Tidal charges $20 per month, and is well-liked by many musicians because it only has a paid subscription service. Spotify, on the other hand, has both a premium, paid tier and a free tier, which irks some artists.

Speaking of Spotify, the company is accusing Apple of rejecting its app’s update in order to herd customers toward Apple Music, a person on the inside told Bloomberg Technology.

Apple put the kibosh on the update because Spotify was pushing folks to subscribe to the service online instead of through the iOS mobile operating system, the insider claims, citing an internal Spotify company letter. That way, Spotify could avoid paying the 30% cut on monthly subscriptions that are billed through iOS.

Re/code says that in the letter, which was sent to Apple’s top lawyer by Spotify general counsel Horacio Gutierrez on June 26, Spotify says Apple is “causing grave harm to Spotify and its customers” by rejecting the update.

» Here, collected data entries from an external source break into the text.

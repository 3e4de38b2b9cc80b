//! Strongly-typed identifiers.

use std::fmt;
use std::sync::atomic::{AtomicU64, Ordering};

/// Identifies the actor a recorded event belongs to.
///
/// In the host this is the player/entity name; the core treats it as an
/// opaque string key. Every [`DataEntry`](crate::DataEntry) carries the
/// `ActorId` of its owner, and playback partitions entries by it.
#[derive(Clone, Debug, PartialEq, Eq, Hash, PartialOrd, Ord)]
pub struct ActorId(pub String);

impl ActorId {
    /// The identifier as a string slice.
    pub fn as_str(&self) -> &str {
        &self.0
    }
}

impl fmt::Display for ActorId {
    fn fmt(&self, f: &mut fmt::Formatter<'_>) -> fmt::Result {
        write!(f, "{}", self.0)
    }
}

impl From<String> for ActorId {
    fn from(v: String) -> Self {
        Self(v)
    }
}

impl From<&str> for ActorId {
    fn from(v: &str) -> Self {
        Self(v.to_string())
    }
}

/// Monotonically increasing tick counter.
///
/// One tick is one unit of host simulation time during recording. The
/// same index doubles as the playback step for the derived scripts.
#[derive(Clone, Copy, Debug, PartialEq, Eq, Hash, PartialOrd, Ord)]
pub struct TickId(pub u64);

impl TickId {
    /// The immediately following tick.
    pub fn next(self) -> Self {
        Self(self.0 + 1)
    }
}

impl fmt::Display for TickId {
    fn fmt(&self, f: &mut fmt::Formatter<'_>) -> fmt::Result {
        write!(f, "{}", self.0)
    }
}

impl From<u64> for TickId {
    fn from(v: u64) -> Self {
        Self(v)
    }
}

/// Identifies the host world a session is bound to.
///
/// Opaque to the core; used only to answer "which sessions are recording
/// in this world" registry queries.
#[derive(Clone, Debug, PartialEq, Eq, Hash, PartialOrd, Ord)]
pub struct WorldId(pub String);

impl fmt::Display for WorldId {
    fn fmt(&self, f: &mut fmt::Formatter<'_>) -> fmt::Result {
        write!(f, "{}", self.0)
    }
}

impl From<String> for WorldId {
    fn from(v: String) -> Self {
        Self(v)
    }
}

impl From<&str> for WorldId {
    fn from(v: &str) -> Self {
        Self(v.to_string())
    }
}

/// Counter for unique [`SessionId`] allocation.
static SESSION_COUNTER: AtomicU64 = AtomicU64::new(1);

/// Unique per-process identifier for a recording session.
///
/// Allocated from a monotonic atomic counter via [`SessionId::next`].
/// Two distinct sessions always have different IDs, so a registry key
/// is never reused within a process.
#[derive(Clone, Copy, Debug, PartialEq, Eq, Hash, PartialOrd, Ord)]
pub struct SessionId(u64);

impl SessionId {
    /// Allocate a fresh, unique session ID. Thread-safe.
    pub fn next() -> Self {
        Self(SESSION_COUNTER.fetch_add(1, Ordering::Relaxed))
    }
}

impl fmt::Display for SessionId {
    fn fmt(&self, f: &mut fmt::Formatter<'_>) -> fmt::Result {
        write!(f, "{}", self.0)
    }
}
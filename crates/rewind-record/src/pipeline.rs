//! Asynchronous persistence of finished recordings.
//!
//! Serializing and compressing a long session can take tens of
//! milliseconds, which is too long to spend on the simulation thread.
//! [`PersistPipeline`] accumulates the recording on the caller's thread
//! and, on [`finalize`](PersistPipeline::finalize), hands the whole
//! store to a worker thread that composes the compressed artifact and
//! delivers it back over a channel.

use std::thread;

use crossbeam_channel::{bounded, Receiver, TryRecvError};
use indexmap::IndexMap;

use rewind_codec::{compose, Artifact, FORMAT_VERSION};
use rewind_core::{ClientSnapshot, DataEntry, RecordingStore, TickId};

use crate::error::PipelineError;

/// Accumulated recording state, present until finalization.
#[derive(Debug)]
struct Accum {
    ticks: IndexMap<TickId, Vec<DataEntry>>,
    clients: Vec<ClientSnapshot>,
}

/// Accumulates tick batches and client snapshots, then compresses the
/// whole recording off-thread.
///
/// Single-shot: after [`finalize`](Self::finalize) every mutator
/// returns [`PipelineError::AlreadyFinalized`].
#[derive(Debug)]
pub struct PersistPipeline {
    accum: Option<Accum>,
}

impl Default for PersistPipeline {
    fn default() -> Self {
        Self::new()
    }
}

impl PersistPipeline {
    /// A fresh pipeline, ready to accumulate.
    pub fn new() -> Self {
        Self {
            accum: Some(Accum {
                ticks: IndexMap::new(),
                clients: Vec::new(),
            }),
        }
    }

    /// Record one tick's entry batch. Empty batches are kept; they
    /// preserve real time on playback.
    pub fn add_tick(
        &mut self,
        tick: TickId,
        entries: Vec<DataEntry>,
    ) -> Result<(), PipelineError> {
        let accum = self.accum.as_mut().ok_or(PipelineError::AlreadyFinalized)?;
        accum.ticks.insert(tick, entries);
        Ok(())
    }

    /// Record a client snapshot for the artifact's client section.
    pub fn add_client(&mut self, client: ClientSnapshot) -> Result<(), PipelineError> {
        let accum = self.accum.as_mut().ok_or(PipelineError::AlreadyFinalized)?;
        accum.clients.push(client);
        Ok(())
    }

    /// Number of ticks accumulated so far, or `None` once finalized.
    pub fn tick_count(&self) -> Option<usize> {
        self.accum.as_ref().map(|a| a.ticks.len())
    }

    /// Whether the pipeline has been finalized.
    pub fn is_finalized(&self) -> bool {
        self.accum.is_none()
    }

    /// Seal the recording and start composing the artifact on a worker
    /// thread.
    ///
    /// `extra` is caller context (save path, session metadata) carried
    /// through the worker and returned with the artifact. The transient
    /// recording flag is cleared from every snapshot before it is
    /// persisted.
    pub fn finalize<M: Send + 'static>(
        &mut self,
        extra: M,
    ) -> Result<PersistHandle<M>, PipelineError> {
        let mut accum = self.accum.take().ok_or(PipelineError::AlreadyFinalized)?;
        for client in &mut accum.clients {
            client.clear_recording();
        }
        let store = RecordingStore::from_parts(accum.ticks, accum.clients, FORMAT_VERSION);

        let (tx, rx) = bounded(1);
        thread::spawn(move || {
            let result = compose(&store)
                .map(|artifact| Composed { artifact, extra })
                .map_err(PipelineError::from);
            // The handle may have been dropped; nothing to do then.
            let _ = tx.send(result);
        });

        Ok(PersistHandle { rx })
    }
}

/// A finished artifact plus the caller context given to
/// [`PersistPipeline::finalize`].
#[derive(Debug)]
pub struct Composed<M> {
    /// The compressed recording.
    pub artifact: Artifact,
    /// Caller context carried through the worker.
    pub extra: M,
}

/// Receiving side of an in-flight persist job.
#[derive(Debug)]
pub struct PersistHandle<M> {
    rx: Receiver<Result<Composed<M>, PipelineError>>,
}

impl<M> PersistHandle<M> {
    /// Check for a finished artifact without blocking.
    ///
    /// `None` means the worker is still running; poll again next tick.
    pub fn try_poll(&self) -> Option<Result<Composed<M>, PipelineError>> {
        match self.rx.try_recv() {
            Ok(result) => Some(result),
            Err(TryRecvError::Empty) => None,
            Err(TryRecvError::Disconnected) => Some(Err(PipelineError::WorkerLost)),
        }
    }

    /// Block until the worker delivers the artifact.
    pub fn wait(self) -> Result<Composed<M>, PipelineError> {
        self.rx.recv().map_err(|_| PipelineError::WorkerLost)?
    }
}

#[cfg(test)]
mod tests {
    use super::*;
    use rewind_core::{ActorId, DamageCause, Rotation, Skin, Vec3};

    fn snapshot(name: &str) -> ClientSnapshot {
        ClientSnapshot::new(
            ActorId::from(name),
            Skin {
                id: format!("skin-{name}"),
                data: vec![1, 2, 3],
                cape: Vec::new(),
                geometry_name: "geometry.humanoid".to_string(),
                geometry_data: Vec::new(),
            },
            Vec3::zero(),
            Rotation::zero(),
            name.to_string(),
        )
    }

    #[test]
    fn finalize_composes_a_decodable_artifact() {
        let mut pipeline = PersistPipeline::new();
        pipeline.add_client(snapshot("steve")).unwrap();
        pipeline
            .add_tick(
                TickId(0),
                vec![DataEntry::take_damage(
                    ActorId::from("steve"),
                    3.0,
                    DamageCause::Projectile,
                )],
            )
            .unwrap();
        pipeline.add_tick(TickId(1), Vec::new()).unwrap();

        let handle = pipeline.finalize("save-slot-1").unwrap();
        let composed = handle.wait().unwrap();
        assert_eq!(composed.extra, "save-slot-1");

        let store = composed.artifact.decode().unwrap();
        assert_eq!(store.ticks().len(), 2);
        assert_eq!(store.clients().len(), 1);
        assert_eq!(store.entry_count(), 1);
    }

    #[test]
    fn finalized_pipeline_rejects_further_input() {
        let mut pipeline = PersistPipeline::new();
        pipeline.add_tick(TickId(0), Vec::new()).unwrap();
        let handle = pipeline.finalize(()).unwrap();

        assert!(pipeline.is_finalized());
        assert!(matches!(
            pipeline.add_tick(TickId(1), Vec::new()),
            Err(PipelineError::AlreadyFinalized)
        ));
        assert!(matches!(
            pipeline.add_client(snapshot("x")),
            Err(PipelineError::AlreadyFinalized)
        ));
        assert!(matches!(
            pipeline.finalize(()),
            Err(PipelineError::AlreadyFinalized)
        ));
        handle.wait().unwrap();
    }

    #[test]
    fn recording_flag_is_cleared_before_persist() {
        let mut pipeline = PersistPipeline::new();
        let mut snap = snapshot("alex");
        snap.toggle_recording();
        pipeline.add_client(snap).unwrap();
        pipeline.add_tick(TickId(0), Vec::new()).unwrap();

        let composed = pipeline.finalize(()).unwrap().wait().unwrap();
        let store = composed.artifact.decode().unwrap();
        assert!(!store.clients()[0].is_recording());
    }

    #[test]
    fn try_poll_eventually_yields_the_artifact() {
        let mut pipeline = PersistPipeline::new();
        pipeline.add_tick(TickId(0), Vec::new()).unwrap();
        let handle = pipeline.finalize(()).unwrap();

        // Worker timing is not deterministic; spin until it reports.
        let composed = loop {
            if let Some(result) = handle.try_poll() {
                break result.unwrap();
            }
            thread::yield_now();
        };
        assert_eq!(composed.artifact.version(), FORMAT_VERSION);
    }
}
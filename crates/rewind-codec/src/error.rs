//! Error types for container encode/decode.

use std::fmt;

/// Errors from serializing, compressing, or reconstructing a recording.
#[derive(Debug)]
pub enum CodecError {
    /// A single entry or client failed structural or range validation.
    ///
    /// Fails the entire containing decode; no partial store is ever
    /// returned.
    Malformed {
        /// Human-readable description of what was wrong.
        detail: String,
    },
    /// The artifact could not be decompressed, or the decompressed
    /// document lacks the required top-level structure.
    Corrupt {
        /// Human-readable description of what was wrong.
        detail: String,
    },
    /// The artifact was written by a newer format than this build
    /// understands.
    UnsupportedVersion {
        /// The version found in the artifact.
        found: u32,
    },
    /// The in-memory store could not be serialized (e.g. a non-finite
    /// float has no JSON representation).
    Serialize {
        /// Human-readable description of what was wrong.
        detail: String,
    },
    /// Compression of the serialized document failed.
    Compression {
        /// Human-readable description of what was wrong.
        detail: String,
    },
}

impl fmt::Display for CodecError {
    fn fmt(&self, f: &mut fmt::Formatter<'_>) -> fmt::Result {
        match self {
            Self::Malformed { detail } => write!(f, "malformed record: {detail}"),
            Self::Corrupt { detail } => write!(f, "corrupt artifact: {detail}"),
            Self::UnsupportedVersion { found } => {
                write!(f, "unsupported container version {found}")
            }
            Self::Serialize { detail } => write!(f, "serialization failed: {detail}"),
            Self::Compression { detail } => write!(f, "compression failed: {detail}"),
        }
    }
}

impl std::error::Error for CodecError {}

impl CodecError {
    /// Shorthand for a [`CodecError::Malformed`] with formatted detail.
    pub(crate) fn malformed(detail: impl Into<String>) -> Self {
        Self::Malformed {
            detail: detail.into(),
        }
    }

    /// Shorthand for a [`CodecError::Corrupt`] with formatted detail.
    pub(crate) fn corrupt(detail: impl Into<String>) -> Self {
        Self::Corrupt {
            detail: detail.into(),
        }
    }
}
fn decode_spawn_state(map: &Map<String, Value>, what: &str) -> Result<EntryPayload, CodecError> {
    let spawned = get_bool(map, tags::spawn_state::SPAWNED, what)?;
    let keep_inventory = get_bool(map, tags::spawn_state::KEEP_INVENTORY, what)?;
    Ok(EntryPayload::SpawnState {
        spawned,
        keep_inventory,
    })
}

fn decode_effect(map: &Map<String, Value>, what: &str) -> Result<EntryPayload, CodecError> {
    let effect_id = get_u32(map, tags::effect::EFFECT_ID, what)?;
    let amplifier = get_u32(map, tags::effect::AMPLIFIER, what)?;
    let duration = get_u32(map, tags::effect::DURATION, what)?;
    let add = get_bool(map, tags::effect::ADD, what)?;
    Ok(EntryPayload::Effect {
        effect_id,
        amplifier,
        duration,
        add,
    })
}

#[cfg(test)]
mod tests {
    use super::*;
    use rewind_core::{Rotation, Vec3};

    fn actor() -> ActorId {
        ActorId::from("steve")
    }

    /// One representative entry per variant, boundary enums included.
    fn samples() -> Vec<DataEntry> {
        vec![
            DataEntry::transform(
                actor(),
                Vec3::new(1.5, 64.0, -7.25),
                Rotation::new(180.0, -45.0),
                MovementState::Sneak,
            ),
            DataEntry::teleport(actor(), Vec3::zero(), Rotation::zero()),
            DataEntry::take_damage(actor(), 2.0, DamageCause::Contact),
            DataEntry::take_damage(actor(), 19.5, DamageCause::Starvation),
            DataEntry::regain_health(actor(), 1.0, RegainReason::Regen),
            DataEntry::regain_health(actor(), 4.0, RegainReason::Saturation),
            DataEntry::animation(actor(), AnimationKind::SwingArm, 0),
            DataEntry::animation(actor(), AnimationKind::ConsumeItem, 30),
            DataEntry::block_place(actor(), Vec3::new(10.0, 70.0, 10.0), 1, 2),
            DataEntry::block_break(actor(), Vec3::new(-3.0, 12.0, 8.0)),
            DataEntry::inventory_edit(
                actor(),
                InventoryKind::Armor,
                4,
                ItemPayload::from(r#"{"id":310}"#),
            )
            .unwrap(),
            DataEntry::chest_interaction(actor(), Vec3::new(0.0, 5.0, 0.0), ChestAction::Open),
            DataEntry::chest_interaction(actor(), Vec3::new(0.0, 5.0, 0.0), ChestAction::Close),
            DataEntry::spawn_state(actor(), false, true),
            DataEntry::spawn_state(actor(), true, false),
            DataEntry::effect(actor(), 2, 1, 600, true),
            DataEntry::effect(actor(), 2, 1, 0, false),
        ]
    }

    #[test]
    fn every_variant_round_trips() {
        for entry in samples() {
            let encoded = encode_entry(&entry).unwrap();
            let decoded = decode_entry(&encoded).unwrap();
            assert_eq!(decoded, entry, "round-trip mismatch for {}", entry.kind());
        }
    }

    #[test]
    fn dropping_any_key_is_malformed() {
        for entry in samples() {
            let encoded = encode_entry(&entry).unwrap();
            let map = encoded.as_object().unwrap();
            for key in map.keys() {
                let mut pruned = map.clone();
                pruned.remove(key);
                let result = decode_entry(&Value::Object(pruned));
                assert!(
                    matches!(result, Err(CodecError::Malformed { .. })),
                    "{} decode succeeded without tag {key}",
                    entry.kind()
                );
            }
        }
    }

    #[test]
    fn out_of_range_cause_is_malformed() {
        let entry = DataEntry::take_damage(actor(), 1.0, DamageCause::Fall);
        let encoded = encode_entry(&entry).unwrap();
        let mut map = encoded.as_object().unwrap().clone();
        map.insert(tags::take_damage::CAUSE.to_string(), Value::from(16u64));
        assert!(matches!(
            decode_entry(&Value::Object(map)),
            Err(CodecError::Malformed { .. })
        ));
    }

    #[test]
    fn unknown_entry_type_is_malformed() {
        let mut map = Map::new();
        map.insert(tags::entry::ENTRY_TYPE.to_string(), Value::from(99u64));
        map.insert(tags::entry::ACTOR_ID.to_string(), Value::from("steve"));
        assert!(matches!(
            decode_entry(&Value::Object(map)),
            Err(CodecError::Malformed { .. })
        ));
    }

    #[test]
    fn stored_armor_slot_out_of_range_is_malformed() {
        let entry = DataEntry::inventory_edit(
            actor(),
            InventoryKind::Armor,
            0,
            ItemPayload::from("{}"),
        )
        .unwrap();
        let encoded = encode_entry(&entry).unwrap();
        let mut map = encoded.as_object().unwrap().clone();
        map.insert(tags::inventory_edit::SLOT.to_string(), Value::from(9u64));
        assert!(matches!(
            decode_entry(&Value::Object(map)),
            Err(CodecError::Malformed { .. })
        ));
    }

    #[test]
    fn non_finite_speed_fails_encode() {
        let mut entry = DataEntry::transform(
            actor(),
            Vec3::zero(),
            Rotation::zero(),
            MovementState::Default,
        );
        if let EntryPayload::Transform { speed, .. } = &mut entry.payload {
            *speed = f64::NAN;
        }
        assert!(matches!(
            encode_entry(&entry),
            Err(CodecError::Serialize { .. })
        ));
    }

    mod props {
        use super::*;
        use proptest::prelude::*;

        fn arb_finite() -> impl Strategy<Value = f64> {
            // Keep magnitudes representable exactly enough that a JSON
            // round trip is bit-identical.
            -1.0e9..1.0e9f64
        }

        fn arb_vec3() -> impl Strategy<Value = Vec3> {
            (arb_finite(), arb_finite(), arb_finite())
                .prop_map(|(x, y, z)| Vec3::new(x, y, z))
        }

        proptest! {
            #[test]
            fn transform_round_trips(
                position in arb_vec3(),
                yaw in -360.0..360.0f64,
                pitch in -90.0..90.0f64,
                state in 0u64..=2,
            ) {
                let entry = DataEntry::transform(
                    actor(),
                    position,
                    Rotation::new(yaw, pitch),
                    MovementState::from_raw(state).unwrap(),
                );
                let decoded = decode_entry(&encode_entry(&entry).unwrap()).unwrap();
                prop_assert_eq!(decoded, entry);
            }

            #[test]
            fn effect_round_trips(
                effect_id in any::<u32>(),
                amplifier in any::<u32>(),
                duration in any::<u32>(),
                add in any::<bool>(),
            ) {
                let entry = DataEntry::effect(actor(), effect_id, amplifier, duration, add);
                let decoded = decode_entry(&encode_entry(&entry).unwrap()).unwrap();
                prop_assert_eq!(decoded, entry);
            }
        }
    }
}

“This latest episode raises serious concerns under both U.S. and EU competition law,” Gutierrez wrote. “It continues a troubling pattern of behavior by Apple to exclude and diminish the competitiveness of Spotify on iOS and as a rival to Apple Music, particularly when seen against the backdrop of Apple’s previous anticompetitive conduct aimed at Spotify … we cannot stand by as Apple uses the App Store approval process as a weapon to harm competitors.”

Neither company has commented on the matter.